1.Skin stays happy with healthy fats
To help your skin stay firm, moist and supple eat a diet rich in healthy fats such as nuts, seeds, avocados and fish. Your body can’t make omega-3 fatty acids, which are a type of polyunsaturated fat, but you can introduce them into your diet with SMASH fish options (salmon, mackerel, anchovies, sardines and herring), as well as flaxseeds, pumpkins seeds, chia seeds and walnuts.

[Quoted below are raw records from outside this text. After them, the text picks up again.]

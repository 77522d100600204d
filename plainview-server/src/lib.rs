//! HTTP surface of the proxy.
//!
//! | route           | behaviour                                         |
//! |-----------------|---------------------------------------------------|
//! | `GET /f`, `/f/` | static demonstration page                         |
//! | `GET /f/{*url}` | fetch `url` (query string appended), rewrite, serve |
//!
//! Every failure on the proxy route becomes a 500 with a short HTML error
//! page; see [`ProxyError`].

mod demo;
mod error;
mod proxy;

use std::sync::Arc;
use std::time::Duration;

use axum::Router;
use axum::routing::get;
use plainview_config::PlainviewConfig;
use plainview_http::{FetchOptions, HttpError, PageClient};
use plainview_rewrite::{RewritePolicy, Rewriter};
use tower_http::trace::TraceLayer;

pub use demo::DEMO_PAGE;
pub use error::{ProxyError, error_page};

/// Shared by every request. Cloning is cheap.
#[derive(Clone, Debug)]
pub struct AppState {
    pub client: Arc<PageClient>,
    pub rewriter: Rewriter,
}

impl AppState {
    pub fn new(client: PageClient, rewriter: Rewriter) -> Self {
        Self {
            client: Arc::new(client),
            rewriter,
        }
    }

    /// Build the fetcher and rewriter described by a loaded configuration.
    pub fn from_config(cfg: &PlainviewConfig) -> Result<Self, HttpError> {
        let client = PageClient::new(FetchOptions {
            user_agent: cfg.fetch.user_agent.clone(),
            timeout: Duration::from_secs(cfg.fetch.timeout_secs),
            connect_timeout: Duration::from_secs(cfg.fetch.connect_timeout_secs),
        })?;
        let rewriter = Rewriter::new(RewritePolicy {
            link_quota: cfg.rewrite.link_quota,
        });
        Ok(Self::new(client, rewriter))
    }
}

pub fn router(state: AppState) -> Router {
    Router::new()
        .route("/f", get(demo::demo_page))
        .route("/f/", get(demo::demo_page))
        .route("/f/{*target}", get(proxy::proxy_page))
        .with_state(state)
        .layer(TraceLayer::new_for_http())
}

2.Pure and protected with protein
When we eat protein, it is broken down into building blocks called amino acids. These amino acids are used to make other proteins such as collagen and keratin, which help to form the structure of the skin. Some amino acids are also antioxidants and therefore prevent the skin from free radical damage and UV rays. Good sources of protein include lean chicken or turkey.
3.ACE those vitamins
Vitamins A, C and E are the heavyweights in the vitamin world where skin health is concerned. Vitamin A is an antioxidant and therefore may give some protection against the sun’s rays and is thought to prevent some sun damage, but always wear sun protection as well. And of course remember it’s always good to get some sun for vitamin D.

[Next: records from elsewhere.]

//! Shared observability helpers for the proxy binary and integration tests.
//!
//! [`init_logging`] installs the process-wide `tracing` subscriber: a daily
//! rolling file sink, optionally mirrored to `stderr`, in text or JSON.
//! Call it once near process start; later callers are treated as no-ops and
//! simply receive the resolved log file path.

use std::path::{Path, PathBuf};
use std::str::FromStr;
use std::sync::OnceLock;

use anyhow::Context;
use chrono::Local;
use tracing_appender::non_blocking::{NonBlocking, WorkerGuard};
use tracing_appender::rolling;
use tracing_subscriber::{EnvFilter, Layer, Registry, fmt, layer::SubscriberExt, util::SubscriberInitExt};

static LOG_GUARD: OnceLock<WorkerGuard> = OnceLock::new();
static LOG_PATH: OnceLock<PathBuf> = OnceLock::new();

const LOG_DIR_ENV: &str = "PLAINVIEW_LOG_DIR";

type BoxedLayer = Box<dyn Layer<Registry> + Send + Sync>;

/// Output encoding for structured logs.
#[derive(Debug, Clone, Copy, PartialEq, Eq, Default)]
pub enum LogFormat {
    #[default]
    Text,
    Json,
}

impl FromStr for LogFormat {
    type Err = String;

    fn from_str(raw: &str) -> Result<Self, Self::Err> {
        match raw.trim().to_ascii_lowercase().as_str() {
            "text" | "plain" => Ok(Self::Text),
            "json" => Ok(Self::Json),
            other => Err(format!("unknown log format: {other}")),
        }
    }
}

/// Configuration passed to [`init_logging`].
#[derive(Debug, Clone)]
pub struct LogConfig {
    /// Logical name of the component (used for defaults and file names).
    pub app_name: &'static str,
    /// Optional explicit directory for log output. If `None`, we consult
    /// `PLAINVIEW_LOG_DIR` and finally fall back to `~/.local/share/<app_name>`.
    pub log_dir: Option<PathBuf>,
    /// Whether to duplicate events to `stderr` in addition to the file sink.
    pub emit_stderr: bool,
    /// Preferred log encoding.
    pub format: LogFormat,
    /// Default filter applied when `RUST_LOG` is unset.
    pub default_filter: String,
}

impl Default for LogConfig {
    fn default() -> Self {
        Self {
            app_name: "plainview",
            log_dir: None,
            emit_stderr: true,
            format: LogFormat::Text,
            default_filter: "info".to_string(),
        }
    }
}

/// Initialise the global `tracing` subscriber.
///
/// Returns the concrete log file path for the current day. Subsequent calls
/// simply hand back the originally resolved location.
pub fn init_logging(config: LogConfig) -> anyhow::Result<PathBuf> {
    if let Some(path) = LOG_PATH.get() {
        return Ok(path.clone());
    }

    let resolved_dir = resolve_log_dir(config.app_name, config.log_dir.as_deref());
    std::fs::create_dir_all(&resolved_dir)
        .with_context(|| format!("failed to create log directory: {}", resolved_dir.display()))?;

    let log_filename = format!("{}.log", config.app_name);
    let today = Local::now().format("%Y-%m-%d").to_string();
    let full_path = resolved_dir.join(format!("{log_filename}.{today}"));

    let appender = rolling::daily(&resolved_dir, &log_filename);
    let (writer, guard) = tracing_appender::non_blocking(appender);
    let _ = LOG_GUARD.set(guard);

    let env_filter = EnvFilter::try_from_default_env()
        .unwrap_or_else(|_| EnvFilter::new(&config.default_filter));

    let mut layers = vec![file_layer(config.format, writer)];
    if config.emit_stderr {
        layers.push(stderr_layer(config.format));
    }

    tracing_subscriber::registry()
        .with(layers)
        .with(env_filter)
        .try_init()
        .map_err(|e| anyhow::anyhow!("tracing setup failed: {e}"))?;

    let _ = LOG_PATH.set(full_path.clone());
    Ok(full_path)
}

fn file_layer(format: LogFormat, writer: NonBlocking) -> BoxedLayer {
    match format {
        LogFormat::Text => fmt::layer().with_writer(writer).with_ansi(false).boxed(),
        LogFormat::Json => fmt::layer().json().with_writer(writer).boxed(),
    }
}

fn stderr_layer(format: LogFormat) -> BoxedLayer {
    match format {
        LogFormat::Text => fmt::layer().with_writer(std::io::stderr).boxed(),
        LogFormat::Json => fmt::layer().json().with_writer(std::io::stderr).boxed(),
    }
}

fn resolve_log_dir(app_name: &str, explicit: Option<&Path>) -> PathBuf {
    if let Some(dir) = explicit {
        return expand_home(dir);
    }

    if let Ok(env_dir) = std::env::var(LOG_DIR_ENV) {
        return expand_home(Path::new(&env_dir));
    }

    default_data_dir(app_name)
}

fn expand_home(path: &Path) -> PathBuf {
    if let Some(rest) = path.to_str().and_then(|s| s.strip_prefix("~/")) {
        if let Ok(home) = std::env::var("HOME") {
            return PathBuf::from(home).join(rest);
        }
    }
    path.to_path_buf()
}

fn default_data_dir(app_name: &str) -> PathBuf {
    if let Ok(home) = std::env::var("HOME") {
        PathBuf::from(home)
            .join(".local")
            .join("share")
            .join(app_name)
    } else {
        PathBuf::from(".").join(app_name)
    }
}

#[cfg(test)]
mod tests {
    use super::*;

    #[test]
    fn parses_log_format_names() {
        assert_eq!("json".parse::<LogFormat>(), Ok(LogFormat::Json));
        assert_eq!(" TEXT ".parse::<LogFormat>(), Ok(LogFormat::Text));
        assert!("yaml".parse::<LogFormat>().is_err());
    }

    #[test]
    fn explicit_dir_wins_over_environment() {
        temp_env::with_var(LOG_DIR_ENV, Some("/var/log/elsewhere"), || {
            let dir = resolve_log_dir("plainview", Some(Path::new("/tmp/explicit")));
            assert_eq!(dir, PathBuf::from("/tmp/explicit"));
        });
    }

    #[test]
    fn environment_dir_used_when_not_explicit() {
        temp_env::with_var(LOG_DIR_ENV, Some("/var/log/plainview"), || {
            assert_eq!(
                resolve_log_dir("plainview", None),
                PathBuf::from("/var/log/plainview")
            );
        });
    }

    #[test]
    fn expands_home_prefix() {
        temp_env::with_var("HOME", Some("/home/someone"), || {
            assert_eq!(
                expand_home(Path::new("~/logs")),
                PathBuf::from("/home/someone/logs")
            );
            assert_eq!(expand_home(Path::new("/abs")), PathBuf::from("/abs"));
        });
    }

    #[test]
    fn falls_back_to_local_share() {
        temp_env::with_vars(
            [(LOG_DIR_ENV, None), ("HOME", Some("/home/someone"))],
            || {
                assert_eq!(
                    resolve_log_dir("plainview", None),
                    PathBuf::from("/home/someone/.local/share/plainview")
                );
            },
        );
    }
}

Vitamin C helps collagen to hold its shape and is also a powerful antioxidant, therefore protecting against free radicals. And last but not least, E is for energy as this anti-inflammatory and antioxidant helps to absorb the energy from UV light, thus acting as a barrier to skin sagging and wrinkling.
Selenium is a fantastic mineral that helps skin to feel firm; it protects the skin from free radical damage and acts as a barrier against UV damage, inflammation and pigmentation. You can introduce more selenium into your diet with seafood such as crab, salmon, tuna and prawns, white meat such as turkey and chicken, grains such as lentils, and brown rice, as well as some vegetables such as potatoes and peas.
Last but not least, zinc is an important trace mineral for skin health because it regulates hormone balance and therefore helps to promote clear skin. Top up zinc in your diet with beef: a single serving of around 100 grams provides roughly four milligrams of zinc – half a woman’s daily recommended intake! Egg yolks, flaxseeds, pumpkins seeds and, if you’re feeling flash, lobster, are all good sources too.